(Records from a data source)
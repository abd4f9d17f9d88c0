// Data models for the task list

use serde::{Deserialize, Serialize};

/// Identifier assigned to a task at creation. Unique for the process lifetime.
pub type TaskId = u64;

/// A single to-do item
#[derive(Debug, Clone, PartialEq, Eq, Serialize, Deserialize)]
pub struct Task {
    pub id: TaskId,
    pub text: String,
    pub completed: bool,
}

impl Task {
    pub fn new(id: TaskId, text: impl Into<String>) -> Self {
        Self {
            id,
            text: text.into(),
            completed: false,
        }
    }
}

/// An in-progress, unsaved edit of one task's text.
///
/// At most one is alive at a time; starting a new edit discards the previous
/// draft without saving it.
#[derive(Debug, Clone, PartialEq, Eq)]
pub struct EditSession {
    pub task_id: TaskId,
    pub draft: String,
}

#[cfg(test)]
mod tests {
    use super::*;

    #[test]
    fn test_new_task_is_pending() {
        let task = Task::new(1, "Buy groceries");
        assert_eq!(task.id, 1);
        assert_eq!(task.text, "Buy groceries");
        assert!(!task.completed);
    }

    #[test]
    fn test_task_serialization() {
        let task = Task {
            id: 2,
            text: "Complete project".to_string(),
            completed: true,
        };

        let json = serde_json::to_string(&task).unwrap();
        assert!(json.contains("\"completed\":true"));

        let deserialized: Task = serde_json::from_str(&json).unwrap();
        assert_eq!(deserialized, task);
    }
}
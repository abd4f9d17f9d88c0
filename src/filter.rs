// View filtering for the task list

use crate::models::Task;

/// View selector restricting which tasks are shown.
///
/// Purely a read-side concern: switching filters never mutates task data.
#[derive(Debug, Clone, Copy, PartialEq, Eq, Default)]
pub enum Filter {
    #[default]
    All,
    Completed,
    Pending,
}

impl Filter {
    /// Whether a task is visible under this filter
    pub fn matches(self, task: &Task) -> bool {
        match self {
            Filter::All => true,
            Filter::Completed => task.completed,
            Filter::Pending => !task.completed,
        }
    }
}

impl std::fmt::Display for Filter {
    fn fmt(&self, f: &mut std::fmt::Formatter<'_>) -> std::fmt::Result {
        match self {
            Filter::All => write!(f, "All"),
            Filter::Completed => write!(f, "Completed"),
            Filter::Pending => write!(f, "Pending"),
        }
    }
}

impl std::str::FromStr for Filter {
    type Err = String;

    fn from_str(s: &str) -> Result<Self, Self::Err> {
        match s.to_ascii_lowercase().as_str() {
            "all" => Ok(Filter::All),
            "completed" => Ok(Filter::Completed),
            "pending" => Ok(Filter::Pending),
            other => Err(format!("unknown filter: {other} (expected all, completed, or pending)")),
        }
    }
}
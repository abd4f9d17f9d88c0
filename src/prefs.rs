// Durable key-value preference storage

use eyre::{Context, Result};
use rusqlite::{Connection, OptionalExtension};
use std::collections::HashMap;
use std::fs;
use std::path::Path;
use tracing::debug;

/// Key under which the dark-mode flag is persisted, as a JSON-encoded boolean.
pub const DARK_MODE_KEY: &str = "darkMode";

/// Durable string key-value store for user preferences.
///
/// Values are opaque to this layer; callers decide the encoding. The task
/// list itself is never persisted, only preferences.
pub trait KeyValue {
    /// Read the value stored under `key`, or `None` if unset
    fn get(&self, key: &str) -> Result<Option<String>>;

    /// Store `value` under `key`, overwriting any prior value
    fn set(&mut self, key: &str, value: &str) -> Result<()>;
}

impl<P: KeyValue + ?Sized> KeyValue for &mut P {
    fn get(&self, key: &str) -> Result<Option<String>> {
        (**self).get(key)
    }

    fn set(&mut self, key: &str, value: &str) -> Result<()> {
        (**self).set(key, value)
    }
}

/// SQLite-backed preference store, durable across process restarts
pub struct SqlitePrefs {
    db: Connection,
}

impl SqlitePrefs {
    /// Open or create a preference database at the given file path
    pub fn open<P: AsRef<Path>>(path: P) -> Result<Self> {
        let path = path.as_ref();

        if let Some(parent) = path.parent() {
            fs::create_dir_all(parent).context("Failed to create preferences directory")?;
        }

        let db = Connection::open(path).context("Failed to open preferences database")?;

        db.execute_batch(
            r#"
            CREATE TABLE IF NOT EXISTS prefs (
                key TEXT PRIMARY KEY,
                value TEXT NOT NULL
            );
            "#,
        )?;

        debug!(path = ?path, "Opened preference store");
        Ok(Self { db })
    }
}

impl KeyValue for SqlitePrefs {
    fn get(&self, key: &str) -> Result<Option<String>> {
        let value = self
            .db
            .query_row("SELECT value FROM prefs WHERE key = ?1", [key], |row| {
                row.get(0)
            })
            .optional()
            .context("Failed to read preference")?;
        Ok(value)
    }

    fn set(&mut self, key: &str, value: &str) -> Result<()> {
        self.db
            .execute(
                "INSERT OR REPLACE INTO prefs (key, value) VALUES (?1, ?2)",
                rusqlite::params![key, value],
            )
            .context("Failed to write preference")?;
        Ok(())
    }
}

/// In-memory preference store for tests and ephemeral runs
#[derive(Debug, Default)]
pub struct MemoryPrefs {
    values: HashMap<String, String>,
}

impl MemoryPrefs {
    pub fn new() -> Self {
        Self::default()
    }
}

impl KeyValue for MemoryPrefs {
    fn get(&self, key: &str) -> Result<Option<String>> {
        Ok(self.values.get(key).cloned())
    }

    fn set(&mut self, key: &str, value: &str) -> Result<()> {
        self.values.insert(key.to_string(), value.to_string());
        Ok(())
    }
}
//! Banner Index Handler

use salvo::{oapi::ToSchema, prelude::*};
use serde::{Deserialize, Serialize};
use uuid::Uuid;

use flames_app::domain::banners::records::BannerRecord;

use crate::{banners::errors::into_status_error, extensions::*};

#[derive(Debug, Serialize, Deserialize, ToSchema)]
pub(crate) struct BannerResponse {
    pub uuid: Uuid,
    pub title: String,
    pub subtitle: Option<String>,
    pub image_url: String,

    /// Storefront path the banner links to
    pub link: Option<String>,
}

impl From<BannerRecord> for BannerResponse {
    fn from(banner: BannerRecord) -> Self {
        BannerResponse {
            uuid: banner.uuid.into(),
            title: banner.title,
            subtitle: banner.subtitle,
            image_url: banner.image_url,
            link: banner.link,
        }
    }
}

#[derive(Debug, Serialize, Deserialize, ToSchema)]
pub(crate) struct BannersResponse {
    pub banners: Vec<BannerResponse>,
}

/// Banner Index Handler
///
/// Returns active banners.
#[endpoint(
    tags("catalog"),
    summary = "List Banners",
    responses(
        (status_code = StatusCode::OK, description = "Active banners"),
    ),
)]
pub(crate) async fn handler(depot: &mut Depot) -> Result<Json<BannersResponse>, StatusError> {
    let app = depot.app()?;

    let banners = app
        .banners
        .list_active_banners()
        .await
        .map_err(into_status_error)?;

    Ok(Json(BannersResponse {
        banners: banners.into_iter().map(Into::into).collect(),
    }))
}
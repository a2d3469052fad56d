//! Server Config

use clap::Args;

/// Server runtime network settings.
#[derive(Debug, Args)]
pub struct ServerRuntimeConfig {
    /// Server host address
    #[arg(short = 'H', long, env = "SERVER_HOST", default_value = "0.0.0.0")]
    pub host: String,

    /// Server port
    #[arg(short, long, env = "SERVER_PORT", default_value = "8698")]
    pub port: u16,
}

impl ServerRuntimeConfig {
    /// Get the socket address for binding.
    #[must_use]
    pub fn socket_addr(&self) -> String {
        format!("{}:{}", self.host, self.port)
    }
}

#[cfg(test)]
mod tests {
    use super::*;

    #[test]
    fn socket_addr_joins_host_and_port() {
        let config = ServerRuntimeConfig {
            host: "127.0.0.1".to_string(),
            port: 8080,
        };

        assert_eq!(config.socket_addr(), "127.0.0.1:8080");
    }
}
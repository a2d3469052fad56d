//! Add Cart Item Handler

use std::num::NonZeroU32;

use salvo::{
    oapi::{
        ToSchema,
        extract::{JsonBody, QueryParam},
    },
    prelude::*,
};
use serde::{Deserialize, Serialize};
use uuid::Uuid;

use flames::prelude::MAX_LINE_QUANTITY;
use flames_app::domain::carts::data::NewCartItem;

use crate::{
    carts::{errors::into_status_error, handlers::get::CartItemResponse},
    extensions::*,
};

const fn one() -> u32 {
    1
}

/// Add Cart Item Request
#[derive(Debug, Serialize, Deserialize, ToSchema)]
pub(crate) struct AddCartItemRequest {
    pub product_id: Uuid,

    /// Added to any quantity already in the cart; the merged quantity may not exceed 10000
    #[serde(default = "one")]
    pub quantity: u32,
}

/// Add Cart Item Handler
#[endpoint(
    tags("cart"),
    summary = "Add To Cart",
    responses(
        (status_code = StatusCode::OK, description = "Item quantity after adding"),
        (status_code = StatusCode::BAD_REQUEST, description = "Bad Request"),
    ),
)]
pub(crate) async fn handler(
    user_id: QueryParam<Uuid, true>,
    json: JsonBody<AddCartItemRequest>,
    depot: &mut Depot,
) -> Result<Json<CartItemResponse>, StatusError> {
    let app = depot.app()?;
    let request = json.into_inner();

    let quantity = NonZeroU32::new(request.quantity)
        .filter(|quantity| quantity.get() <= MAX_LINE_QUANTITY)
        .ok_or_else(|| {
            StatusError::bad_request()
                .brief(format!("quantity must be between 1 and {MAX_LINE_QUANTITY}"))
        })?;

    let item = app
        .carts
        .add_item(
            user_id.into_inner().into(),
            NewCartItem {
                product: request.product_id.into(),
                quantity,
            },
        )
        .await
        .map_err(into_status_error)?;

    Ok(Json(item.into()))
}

▶ WHAT NEEDS TO BE DONE
When you reach the line that contains "filtering for the task list", stop; that line and every line before it, from the very first line of the data, should be restated word for word.

▶ EXERCISE ANSWER
repository abd4f9d17f9d88c0
// Data models for the task list

use serde::{Deserialize, Serialize};

/// Identifier assigned to a task at creation. Unique for the process lifetime.
pub type TaskId = u64;

/// A single to-do item
#[derive(Debug, Clone, PartialEq, Eq, Serialize, Deserialize)]
pub struct Task {
    pub id: TaskId,
    pub text: String,
    pub completed: bool,
}

impl Task {
    pub fn new(id: TaskId, text: impl Into<String>) -> Self {
        Self {
            id,
            text: text.into(),
            completed: false,
        }
    }
}

/// An in-progress, unsaved edit of one task's text.
///
/// At most one is alive at a time; starting a new edit discards the previous
/// draft without saving it.
#[derive(Debug, Clone, PartialEq, Eq)]
pub struct EditSession {
    pub task_id: TaskId,
    pub draft: String,
}

#[cfg(test)]
mod tests {
    use super::*;

    #[test]
    fn test_new_task_is_pending() {
        let task = Task::new(1, "Buy groceries");
        assert_eq!(task.id, 1);
        assert_eq!(task.text, "Buy groceries");
        assert!(!task.completed);
    }

    #[test]
    fn test_task_serialization() {
        let task = Task {
            id: 2,
            text: "Complete project".to_string(),
            completed: true,
        };

        let json = serde_json::to_string(&task).unwrap();
        assert!(json.contains("\"completed\":true"));

        let deserialized: Task = serde_json::from_str(&json).unwrap();
        assert_eq!(deserialized, task);
    }
}
repository abd4f9d17f9d88c0
filename src/filter.rs
// View filtering for the task list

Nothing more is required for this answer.